"Planes and trains and boats and buses characteristically evoke a common attitude of blue, unless you have a suitcase and a ticket and a passport and the cargo that they're carrying is you". (Tom Waits. Foreign Affair)

sábado, 4 de febrero de 2012

En contradirección


El año pasado por estas fechas, en mi primera visita a Chiang Mai, estuve charlando con un monje en el Wat Chedi Luang, un templo de la ciudad antigua en el que instalan unas mesas bajo unas sombrillas para sentarse e intercambiar ideas con los hombres de la túnica naranja, que de este modo también aprovechan para practicar su inglés. El que a mí me tocó en suerte era muy joven y tardé unos veinte minutos en entrar en materia, el tiempo que tuve que invertir –justo después de decirle de dónde venía– en responder a sus entusiastas preguntas sobre Messi y el Barça. Cuando quedó satisfecho, me dijo que hacer el bien es el camino para que la vida le vaya a uno bien. Yo le contesté que hacer el bien es algo muy difícil. Y él me respondió que pues claro que es difícil, que qué esperaba. Me pareció que aquella respuesta era suficiente, ahí se agotaban todas mis preguntas. Y por tanto no había necesidad de volver a templo alguno –excepto, quizá, el North Gate Jazz Co-Op, cooperativa jazzera en forma de garaje desvencijado a pie de calle que se me está comiendo el presupuesto por culpa de su lúpulo y sus tremendos superhéroes de la música, pero esa es otra historia–. Sin embargo, esta mañana he incumplido mi palabra y me he subido a una sorngtaaou (tuk tuk furgoneta compartido) para llegar al Wat Phra That Doi Suthep, el templo que desde lo alto de la montaña vigila, protege o al menos proyecta algo de sombra sobre la ciudad.

La razón es rara. El miércoles me salieron dos ampollas en el talón del pie izquierdo –justo donde uno pisa para bascular e impulsarse hacia adelante– que no me dejan vivir a gusto y me tienen un tanto huraño. Las reglas de la simetría y el hecho de que, como es natural, llevase las mismas sandalias en ambos pies, no explican por qué diablos mi pie derecho se ha librado del castigo, por qué pisa como si tal cosa, indiferente al calvario de su hermano.
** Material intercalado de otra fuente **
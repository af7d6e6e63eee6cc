//! UPDATE: stages replacement rows for every visible match.

use crate::access::value::{self, Value};
use crate::access::TableScanner;
use crate::error::{DbError, DbResult};
use crate::executor::{
    check_row, scan_schema, unique_violation, ColumnInfo, ExecutionContext, Executor,
};
use crate::expression::eval::{evaluate, truthy};
use crate::sql::ast::Expression;

pub struct UpdateExecutor {
    table: String,
    assignments: Vec<(String, Expression)>,
    filter: Option<Expression>,
    ctx: ExecutionContext,
    schema: Vec<ColumnInfo>,
    done: bool,
}

impl UpdateExecutor {
    pub fn new(
        table: String,
        assignments: Vec<(String, Expression)>,
        filter: Option<Expression>,
        ctx: ExecutionContext,
    ) -> Self {
        Self {
            table,
            assignments,
            filter,
            ctx,
            schema: vec![ColumnInfo::new(
                "rows_affected",
                crate::access::value::DataType::Int64,
            )],
            done: false,
        }
    }
}

impl Executor for UpdateExecutor {
    fn init(&mut self) -> DbResult<()> {
        Ok(())
    }

    fn next(&mut self) -> DbResult<Option<Vec<Value>>> {
        if self.done {
            return Ok(None);
        }
        self.done = true;

        let def = self.ctx.catalog.require_table(&self.table)?;
        if def.hidden {
            return Err(DbError::QueryPlan(format!(
                "table '{}' is reserved for internal use",
                self.table
            )));
        }
        let row_schema = scan_schema(&def, &None);

        // Materialize matches first so staging does not feed the scan.
        let snapshot = self.ctx.txns.snapshot_of(self.ctx.txn)?;
        let staged = self.ctx.txns.staged_rows(self.ctx.txn, def.id);
        let scanner = TableScanner::new(
            self.ctx.pool.clone(),
            def.clone(),
            &self.ctx.versions,
            snapshot,
            staged,
        );
        let mut matches = Vec::new();
        for item in scanner {
            let (row_id, values) = item?;
            let keep = match &self.filter {
                Some(predicate) => truthy(&evaluate(predicate, &values, &row_schema)?)?,
                None => true,
            };
            if keep {
                matches.push((row_id, values));
            }
        }

        let visible = def.visible_columns();
        let mut affected = 0i64;
        for (row_id, old_values) in matches {
            let mut new_values = old_values.clone();
            for (column, expr) in &self.assignments {
                let idx = visible
                    .iter()
                    .position(|c| &c.name == column)
                    .ok_or_else(|| {
                        DbError::NotFound(format!("column '{}' does not exist", column))
                    })?;
                new_values[idx] = evaluate(expr, &old_values, &row_schema)?;
            }
            let new_values = check_row(&def, &new_values)?;
            if let Some(index) = unique_violation(&self.ctx, &def, &new_values, Some(row_id))? {
                return Err(DbError::ConstraintViolation(format!(
                    "duplicate key violates unique index '{}'",
                    index
                )));
            }
            let bytes = value::serialize_values(&new_values, &def.column_types())?;
            self.ctx
                .txns
                .stage_put(self.ctx.txn, def.id, row_id, bytes)?;
            affected += 1;
        }
        Ok(Some(vec![Value::Int64(affected)]))
    }

    fn output_schema(&self) -> &[ColumnInfo] {
        &self.schema
    }
}

#[cfg(test)]
mod tests {
    use super::*;
    use crate::executor::tests_support::TestDb;
    use crate::sql::ast::Expression as E;

    #[test]
    fn test_update_with_filter() -> DbResult<()> {
        let db = TestDb::new();
        db.create_users();
        db.commit_user(1, "Alice", 30);
        db.commit_user(2, "Bob", 25);

        let ctx = db.context();
        let filter = E::column("id").eq(E::literal(Value::Int32(1)));
        let mut exec = UpdateExecutor::new(
            "users".into(),
            vec![("age".into(), E::literal(Value::Int32(31)))],
            Some(filter),
            ctx.clone(),
        );
        exec.init()?;
        assert_eq!(exec.next()?, Some(vec![Value::Int64(1)]));
        db.txns.commit(ctx.txn)?;

        // The new value is visible to a later snapshot.
        let check = db.context();
        let def = db.catalog.require_table("users")?;
        let bytes = db.txns.read(check.txn, def.id, 1)?.unwrap();
        let values = value::deserialize_values(&bytes, &def.column_types())?;
        assert_eq!(values[2], Value::Int32(31));
        Ok(())
    }

    #[test]
    fn test_update_expression_uses_old_row() -> DbResult<()> {
        let db = TestDb::new();
        db.create_users();
        db.commit_user(1, "Alice", 30);

        let ctx = db.context();
        let bump = E::BinaryOp {
            left: Box::new(E::column("age")),
            op: crate::sql::ast::BinaryOperator::Plus,
            right: Box::new(E::literal(Value::Int32(1))),
        };
        let mut exec =
            UpdateExecutor::new("users".into(), vec![("age".into(), bump)], None, ctx.clone());
        exec.init()?;
        exec.next()?;

        let def = db.catalog.require_table("users")?;
        let staged = db.txns.staged_rows(ctx.txn, def.id);
        let values =
            value::deserialize_values(staged[0].1.as_ref().unwrap(), &def.column_types())?;
        assert_eq!(values[2], Value::Int32(31));
        Ok(())
    }

    #[test]
    fn test_update_pk_to_duplicate_fails() -> DbResult<()> {
        let db = TestDb::new();
        db.create_users();
        db.commit_user(1, "a", 1);
        db.commit_user(2, "b", 2);

        let filter = E::column("id").eq(E::literal(Value::Int32(2)));
        let mut exec = UpdateExecutor::new(
            "users".into(),
            vec![("id".into(), E::literal(Value::Int32(1)))],
            Some(filter),
            db.context(),
        );
        exec.init()?;
        assert!(matches!(
            exec.next(),
            Err(DbError::ConstraintViolation(_))
        ));
        Ok(())
    }
}
/// Matches `col op literal` / `literal op col`, unwrapping the table
/// qualifier when it names this scan.
fn as_column_comparison(
    expr: &Expression,
    qualifier: &Option<String>,
) -> Option<(String, BinaryOperator, Value)> {
    let Expression::BinaryOp { left, op, right } = expr else {
        return None;
    };
    let column_of = |e: &Expression| -> Option<String> {
        match e {
            Expression::Column(name) => Some(name.clone()),
            Expression::QualifiedColumn(q, name) => match qualifier {
                Some(mine) if mine == q => Some(name.clone()),
                _ => None,
            },
            _ => None,
        }
    };
    let literal_of = |e: &Expression| -> Option<Value> {
        match e {
            Expression::Literal(v) if !v.is_null() => Some(v.clone()),
            _ => None,
        }
    };

    if let (Some(col), Some(lit)) = (column_of(left), literal_of(right)) {
        return Some((col, *op, lit));
    }
    if let (Some(col), Some(lit)) = (column_of(right), literal_of(left)) {
        let flipped = match op {
            BinaryOperator::Less => BinaryOperator::Greater,
            BinaryOperator::Greater => BinaryOperator::Less,
            BinaryOperator::LessEqual => BinaryOperator::GreaterEqual,
            BinaryOperator::GreaterEqual => BinaryOperator::LessEqual,
            other => *other,
        };
        return Some((col, flipped, lit));
    }
    None
}
//! Hash index for exact-match lookups.
//!
//! Maps `(table, row_id)` to the row's physical tuple address. This is the
//! point-lookup path the façade's `get` and every index scan use; it needs
//! no ordering, so a sharded concurrent map beats the B+Tree here. The map
//! is rebuilt from heap scans at open and maintained by the commit-apply
//! path afterwards.

use crate::access::tuple::TupleId;
use crate::catalog::TableId;
use dashmap::DashMap;

#[derive(Default)]
pub struct RowIdIndex {
    map: DashMap<(TableId, u64), TupleId>,
}

impl RowIdIndex {
    pub fn new() -> Self {
        Self::default()
    }

    pub fn insert(&self, table: TableId, row_id: u64, tid: TupleId) {
        self.map.insert((table, row_id), tid);
    }

    pub fn get(&self, table: TableId, row_id: u64) -> Option<TupleId> {
        self.map.get(&(table, row_id)).map(|e| *e.value())
    }

    pub fn remove(&self, table: TableId, row_id: u64) -> Option<TupleId> {
        self.map.remove(&(table, row_id)).map(|(_, tid)| tid)
    }

    /// Drops every entry of a table (DROP TABLE).
    pub fn remove_table(&self, table: TableId) {
        self.map.retain(|(t, _), _| *t != table);
    }

    /// Row ids of one table, unordered.
    pub fn table_rows(&self, table: TableId) -> Vec<u64> {
        self.map
            .iter()
            .filter(|e| e.key().0 == table)
            .map(|e| e.key().1)
            .collect()
    }

    pub fn len(&self) -> usize {
        self.map.len()
    }

    pub fn is_empty(&self) -> bool {
        self.map.is_empty()
    }

    pub fn clear(&self) {
        self.map.clear();
    }
}

#[cfg(test)]
mod tests {
    use super::*;
    use crate::storage::page::PageId;

    #[test]
    fn test_point_operations() {
        let index = RowIdIndex::new();
        let tid = TupleId::new(PageId(3), 7);
        index.insert(TableId(1), 42, tid);

        assert_eq!(index.get(TableId(1), 42), Some(tid));
        assert_eq!(index.get(TableId(1), 43), None);
        assert_eq!(index.get(TableId(2), 42), None);

        assert_eq!(index.remove(TableId(1), 42), Some(tid));
        assert_eq!(index.get(TableId(1), 42), None);
    }

    #[test]
    fn test_remove_table_scopes_to_table() {
        let index = RowIdIndex::new();
        index.insert(TableId(1), 1, TupleId::new(PageId(1), 0));
        index.insert(TableId(1), 2, TupleId::new(PageId(1), 1));
        index.insert(TableId(2), 1, TupleId::new(PageId(2), 0));

        index.remove_table(TableId(1));
        assert!(index.get(TableId(1), 1).is_none());
        assert!(index.get(TableId(2), 1).is_some());
        assert_eq!(index.len(), 1);
    }
}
El yodo y las tiritas iban haciendo su efecto, pero esta mañana me ha parecido de lo más lógico pensar que subir descalzo los 306 peldaños que conducen al templo aceleraría el proceso de encallecimiento de esas dos enervantes pompas. Vale, de acuerdo, también quería ver Chiang Mai desde ahí arriba, como todo el mundo (cosa que no he conseguido del todo, porque el velo tóxico que desprenden 200.000 habitantes que no van andando a ninguna parte convierte la experiencia en algo, en el mejor de los casos, translúcido). Y lo cierto es que ha funcionado. Las baldosas estaban frescas a primera hora de la mañana y el alivio ha sido inmediato. Cuando he llegado a la cima todavía no había mucha gente y era posible sentarse a la sombra, mirar alrededor y adormecerse –y anestesiarle– con el tañer irregular, lento y narcótico de las campanas, lejos del ruido incesante de ahí abajo. El dolor se ha ido apagando poco a poco y también mi mal humor.
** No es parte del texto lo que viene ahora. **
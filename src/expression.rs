//! Expression evaluation over rows.

pub mod eval;

pub use eval::{evaluate, truthy};
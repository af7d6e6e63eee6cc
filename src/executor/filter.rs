//! Predicate filter.

use crate::access::value::Value;
use crate::error::DbResult;
use crate::executor::{ColumnInfo, Executor};
use crate::expression::eval::{evaluate, truthy};
use crate::sql::ast::Expression;

pub struct FilterExecutor {
    input: Box<dyn Executor>,
    predicate: Expression,
}

impl FilterExecutor {
    pub fn new(input: Box<dyn Executor>, predicate: Expression) -> Self {
        Self { input, predicate }
    }
}

impl Executor for FilterExecutor {
    fn init(&mut self) -> DbResult<()> {
        self.input.init()
    }

    fn next(&mut self) -> DbResult<Option<Vec<Value>>> {
        while let Some(row) = self.input.next()? {
            let verdict = evaluate(&self.predicate, &row, self.input.output_schema())?;
            if truthy(&verdict)? {
                return Ok(Some(row));
            }
        }
        Ok(None)
    }

    fn output_schema(&self) -> &[ColumnInfo] {
        self.input.output_schema()
    }
}
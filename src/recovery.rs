//! Crash recovery and checkpointing.

pub mod checkpoint;
pub mod replay;

pub use checkpoint::CheckpointManager;
pub use replay::{recover, RecoveryReport};
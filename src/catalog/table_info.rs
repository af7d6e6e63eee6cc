//! Table, column and index definitions.

use crate::access::value::DataType;
use crate::storage::page::PageId;
use serde::{Deserialize, Serialize};

#[derive(
    Debug, Clone, Copy, PartialEq, Eq, Hash, PartialOrd, Ord, Serialize, Deserialize,
)]
pub struct TableId(pub u32);

#[derive(Debug, Clone, PartialEq, Serialize, Deserialize)]
pub struct ColumnDef {
    pub name: String,
    pub data_type: DataType,
    pub nullable: bool,
    /// Dropped columns keep their physical slot so stored rows never need
    /// rewriting; they are hidden from every SQL-visible surface.
    #[serde(default)]
    pub dropped: bool,
}

impl ColumnDef {
    pub fn new(name: impl Into<String>, data_type: DataType, nullable: bool) -> Self {
        Self {
            name: name.into(),
            data_type,
            nullable,
            dropped: false,
        }
    }
}

#[derive(Debug, Clone, PartialEq, Serialize, Deserialize)]
pub struct IndexDef {
    pub name: String,
    pub columns: Vec<String>,
    pub unique: bool,
    pub is_primary: bool,
    /// Root page of the backing B+Tree; INVALID until the first insert.
    pub root: PageId,
}

#[derive(Debug, Clone, PartialEq, Serialize, Deserialize)]
pub struct TableDef {
    pub id: TableId,
    pub name: String,
    pub columns: Vec<ColumnDef>,
    pub primary_key: Vec<String>,
    /// First heap page; INVALID until the first insert.
    pub first_page: PageId,
    pub indexes: Vec<IndexDef>,
    pub next_row_id: u64,
    /// System tables (graph/vector backing) are hidden from SQL.
    pub hidden: bool,
}

impl TableDef {
    /// Physical column types, dropped slots included; this is the on-disk
    /// row layout.
    pub fn column_types(&self) -> Vec<DataType> {
        self.columns.iter().map(|c| c.data_type).collect()
    }

    /// Physical position of a live column.
    pub fn column_index(&self, name: &str) -> Option<usize> {
        self.columns
            .iter()
            .position(|c| !c.dropped && c.name == name)
    }

    pub fn visible_columns(&self) -> Vec<&ColumnDef> {
        self.columns.iter().filter(|c| !c.dropped).collect()
    }

    /// Maps a physical row to the SQL-visible columns.
    pub fn to_visible(&self, physical: Vec<crate::access::value::Value>) -> Vec<crate::access::value::Value> {
        physical
            .into_iter()
            .zip(&self.columns)
            .filter(|(_, c)| !c.dropped)
            .map(|(v, _)| v)
            .collect()
    }

    /// Expands a visible row to the physical layout, NULL in dropped slots.
    pub fn to_physical(&self, visible: Vec<crate::access::value::Value>) -> Vec<crate::access::value::Value> {
        let mut it = visible.into_iter();
        self.columns
            .iter()
            .map(|c| {
                if c.dropped {
                    crate::access::value::Value::Null
                } else {
                    it.next().unwrap_or(crate::access::value::Value::Null)
                }
            })
            .collect()
    }

    pub fn primary_index(&self) -> Option<&IndexDef> {
        self.indexes.iter().find(|i| i.is_primary)
    }

    pub fn has_primary_key(&self) -> bool {
        !self.primary_key.is_empty()
    }
}
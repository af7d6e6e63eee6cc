//! LIMIT/OFFSET.

use crate::access::value::Value;
use crate::error::DbResult;
use crate::executor::{ColumnInfo, Executor};

pub struct LimitExecutor {
    input: Box<dyn Executor>,
    limit: Option<u64>,
    offset: u64,
    skipped: u64,
    produced: u64,
}

impl LimitExecutor {
    pub fn new(input: Box<dyn Executor>, limit: Option<u64>, offset: Option<u64>) -> Self {
        Self {
            input,
            limit,
            offset: offset.unwrap_or(0),
            skipped: 0,
            produced: 0,
        }
    }
}

impl Executor for LimitExecutor {
    fn init(&mut self) -> DbResult<()> {
        self.input.init()
    }

    fn next(&mut self) -> DbResult<Option<Vec<Value>>> {
        if let Some(limit) = self.limit {
            if self.produced >= limit {
                return Ok(None);
            }
        }
        while self.skipped < self.offset {
            if self.input.next()?.is_none() {
                return Ok(None);
            }
            self.skipped += 1;
        }
        match self.input.next()? {
            Some(row) => {
                self.produced += 1;
                Ok(Some(row))
            }
            None => Ok(None),
        }
    }

    fn output_schema(&self) -> &[ColumnInfo] {
        self.input.output_schema()
    }
}

#[cfg(test)]
mod tests {
    use super::*;
    use crate::executor::seq_scan::SeqScanExecutor;
    use crate::executor::tests_support::TestDb;

    #[test]
    fn test_limit_and_offset() -> DbResult<()> {
        let db = TestDb::new();
        db.create_users();
        for i in 1..=5 {
            db.commit_user(i, &format!("u{}", i), 20 + i);
        }

        let scan = SeqScanExecutor::new("users".into(), None, db.context());
        let mut limit = LimitExecutor::new(Box::new(scan), Some(2), Some(1));
        limit.init()?;

        let mut ids = Vec::new();
        while let Some(row) = limit.next()? {
            ids.push(row[0].clone());
        }
        assert_eq!(ids, vec![Value::Int32(2), Value::Int32(3)]);
        Ok(())
    }
}
//! Crate-wide error taxonomy.
//!
//! Every fallible operation in the engine returns [`DbResult`]. The variants
//! distinguish retry-safe conditions (a conflicting commit, a latch timeout)
//! from fatal ones (checksum corruption that the WAL cannot repair), so
//! callers can decide between retrying a transaction and refusing to serve
//! the data directory.

use thiserror::Error;

/// Errors surfaced by the storage, transaction and query layers.
#[derive(Error, Debug)]
pub enum DbError {
    #[error("I/O error: {0}")]
    Io(#[from] std::io::Error),

    #[error("corruption detected: {0}")]
    Corruption(String),

    #[error("transaction conflict: {0}")]
    TransactionConflict(String),

    #[error("constraint violation: {0}")]
    ConstraintViolation(String),

    #[error("syntax error: {0}")]
    QuerySyntax(String),

    #[error("unsupported query construct: {0}")]
    QueryPlan(String),

    #[error("not found: {0}")]
    NotFound(String),

    #[error("capacity exhausted: {0}")]
    Capacity(String),

    #[error("vector dimension mismatch: expected {expected}, got {actual}")]
    DimensionMismatch { expected: usize, actual: usize },

    #[error("serialization error: {0}")]
    Serialization(String),

    #[error("invalid argument: {0}")]
    InvalidArgument(String),
}

impl DbError {
    /// Whether the failed operation can be retried against the same handle.
    ///
    /// Conflicts and capacity pressure are transient; corruption and I/O
    /// failures indicate the data directory itself is in trouble.
    pub fn is_retryable(&self) -> bool {
        matches!(
            self,
            DbError::TransactionConflict(_) | DbError::Capacity(_)
        )
    }
}

impl From<bincode::Error> for DbError {
    fn from(e: bincode::Error) -> Self {
        DbError::Serialization(e.to_string())
    }
}

/// Result type used throughout the crate.
pub type DbResult<T> = Result<T, DbError>;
Durante el descenso me he girado y he tomado la foto que encabeza esta entrada. De vuelta en Chiang Mai, mientras comía, la he revisado e inmediatamente me ha venido a la memoria aquella charla con el monje. Sospecho que hacer el bien no consiste únicamente en no hacer el mal. Corrijo y aumento: sospecho que hacerse bien no consiste únicamente en no hacerse mal. En otras palabras –en las de Javier Krahe, para ser precisos–, no todo va a ser follar, habrá también que cruzar Núñez de Balboa.

A ser posible en dirección contraria.

En fin, yo qué sé. Va cayendo el sol y me voy a tomar una cerveza al North Gate, que sin duda me hará muy bien.